use lazy_static::lazy_static;
use regex::Regex;

/// Hard cap on the number of header pairs a single part may carry; the
/// configurable `limits.header_pairs` can only lower this.
pub(crate) const MAX_HEADERS: usize = 32;

pub(crate) const BOUNDARY_EXT: &str = "--";
pub(crate) const CR: &str = "\r";
pub(crate) const CRLF: &str = "\r\n";
pub(crate) const CRLF_CRLF: &str = "\r\n\r\n";

/// Default `Content-Transfer-Encoding` when a part doesn't carry one.
pub(crate) const DEFAULT_TRANSFER_ENCODING: &str = "7bit";

/// Default charset for decoding field values.
pub(crate) const DEFAULT_CHARSET: &str = "utf-8";

lazy_static! {
    pub(crate) static ref CONTENT_DISPOSITION_FIELD_NAME_RE: Regex = Regex::new(r#"(?:^|[;\s])name="([^"]+)""#).unwrap();
    pub(crate) static ref CONTENT_DISPOSITION_FILE_NAME_RE: Regex = Regex::new(r#"filename="([^"]+)""#).unwrap();
}

#[cfg(test)]
mod tests {
    use super::*;

    #[test]
    fn test_content_disposition_field_name_re() {
        let val = r#"form-data; name="my_field""#;
        let name = CONTENT_DISPOSITION_FIELD_NAME_RE.captures(val).unwrap();
        assert_eq!(name.get(1).unwrap().as_str(), "my_field");

        let val = r#"form-data; name="my field"; filename="file abc.txt""#;
        let name = CONTENT_DISPOSITION_FIELD_NAME_RE.captures(val).unwrap();
        assert_eq!(name.get(1).unwrap().as_str(), "my field");

        let val = "form-data; name=\"你好\"; filename=\"file abc.txt\"";
        let name = CONTENT_DISPOSITION_FIELD_NAME_RE.captures(val).unwrap();
        assert_eq!(name.get(1).unwrap().as_str(), "你好");

        // `filename=` alone must not satisfy the name capture.
        let val = r#"form-data; filename="orphan.txt""#;
        assert!(CONTENT_DISPOSITION_FIELD_NAME_RE.captures(val).is_none());
    }

    #[test]
    fn test_content_disposition_file_name_re() {
        let val = r#"form-data; name="my_field"; filename="file_name.txt""#;
        let file_name = CONTENT_DISPOSITION_FILE_NAME_RE.captures(val).unwrap();
        assert_eq!(file_name.get(1).unwrap().as_str(), "file_name.txt");

        let val = r#"form-data; filename="file-name.txt""#;
        let file_name = CONTENT_DISPOSITION_FILE_NAME_RE.captures(val).unwrap();
        assert_eq!(file_name.get(1).unwrap().as_str(), "file-name.txt");

        let val = "form-data; filename=\"কখগ-你好.txt\"";
        let file_name = CONTENT_DISPOSITION_FILE_NAME_RE.captures(val).unwrap();
        assert_eq!(file_name.get(1).unwrap().as_str(), "কখগ-你好.txt");
    }
}
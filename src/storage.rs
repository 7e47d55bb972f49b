use std::collections::HashMap;
use std::fmt::Write as _;
use std::path::{Path, PathBuf};

use async_trait::async_trait;
use bytes::{Bytes, BytesMut};
use futures_util::stream::StreamExt;
use rand::RngCore;
use tokio::fs;
use tokio::io::AsyncWriteExt;

use crate::file::{FileInfo, PartStream};

/// Storage-specific identity of a stored file.
#[derive(Debug, Clone)]
#[non_exhaustive]
pub enum Stored {
    /// Written to a file under the engine's destination directory.
    Disk {
        /// The destination directory the engine was configured with.
        destination: PathBuf,
        /// The generated file name within `destination`.
        file_name: String,
        /// Full path of the stored file.
        path: PathBuf,
    },
    /// Accumulated in memory.
    Memory {
        /// The complete file contents.
        buffer: Bytes,
    },
    /// Identity reported by an external storage engine.
    Custom(HashMap<String, String>),
}

/// What a storage engine reports back for a successfully stored file part.
#[derive(Debug, Clone)]
pub struct FileRecord {
    /// Number of body bytes consumed from the part stream.
    pub size: u64,
    /// Storage-specific identity.
    pub stored: Stored,
}

/// Pluggable sink for a file part's byte stream.
///
/// An engine consumes the part's [`PartStream`] to completion and reports
/// size and identity. Errors (I/O failure, a size-limit condition injected
/// into the stream) must surface as a single `Err` value; the dispatcher
/// converts them to per-part notifications, so one failing part never
/// corrupts its siblings.
#[async_trait]
pub trait StorageEngine: Send + Sync {
    /// Persists one file part.
    async fn handle_file(&self, info: &FileInfo, stream: PartStream) -> crate::Result<FileRecord>;
}

/// Writes each file part to a file under a destination directory.
///
/// File names are 32 hex characters drawn from the thread RNG, so concurrent
/// requests never collide.
pub struct DiskStorage {
    destination: PathBuf,
}

impl DiskStorage {
    /// Creates the engine, creating `destination` if it doesn't exist yet.
    pub fn new<P: Into<PathBuf>>(destination: P) -> std::io::Result<DiskStorage> {
        let destination = destination.into();
        std::fs::create_dir_all(&destination)?;
        Ok(DiskStorage { destination })
    }

    fn random_file_name() -> String {
        let mut raw = [0u8; 16];
        rand::thread_rng().fill_bytes(&mut raw);

        let mut name = String::with_capacity(raw.len() * 2);
        for byte in raw.iter() {
            let _ = write!(name, "{:02x}", byte);
        }
        name
    }

    async fn write_to(path: &Path, mut stream: PartStream) -> crate::Result<u64> {
        let mut file = fs::File::create(path).await?;
        let mut size: u64 = 0;

        while let Some(chunk) = stream.next().await {
            let chunk = chunk?;
            size += chunk.len() as u64;
            file.write_all(&chunk).await?;
        }

        file.flush().await?;
        Ok(size)
    }
}

#[async_trait]
impl StorageEngine for DiskStorage {
    async fn handle_file(&self, info: &FileInfo, stream: PartStream) -> crate::Result<FileRecord> {
        let file_name = DiskStorage::random_file_name();
        let path = self.destination.join(&file_name);

        log::debug!("writing '{}' to {:?}", info.file_name, path);

        match DiskStorage::write_to(&path, stream).await {
            Ok(size) => Ok(FileRecord {
                size,
                stored: Stored::Disk {
                    destination: self.destination.clone(),
                    file_name,
                    path,
                },
            }),
            Err(err) => {
                // Don't leave a partial file behind.
                let _ = fs::remove_file(&path).await;
                Err(err)
            }
        }
    }
}

/// Accumulates each file part into an in-memory byte buffer.
#[derive(Debug, Default)]
pub struct MemoryStorage;

impl MemoryStorage {
    /// Creates the engine.
    pub fn new() -> MemoryStorage {
        MemoryStorage
    }
}

#[async_trait]
impl StorageEngine for MemoryStorage {
    async fn handle_file(&self, _info: &FileInfo, mut stream: PartStream) -> crate::Result<FileRecord> {
        let mut buf = BytesMut::new();

        while let Some(chunk) = stream.next().await {
            buf.extend_from_slice(&chunk?);
        }

        Ok(FileRecord {
            size: buf.len() as u64,
            stored: Stored::Memory { buffer: buf.freeze() },
        })
    }
}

....

If a line above holds the string "directory", count it; give the final total as the only output.

3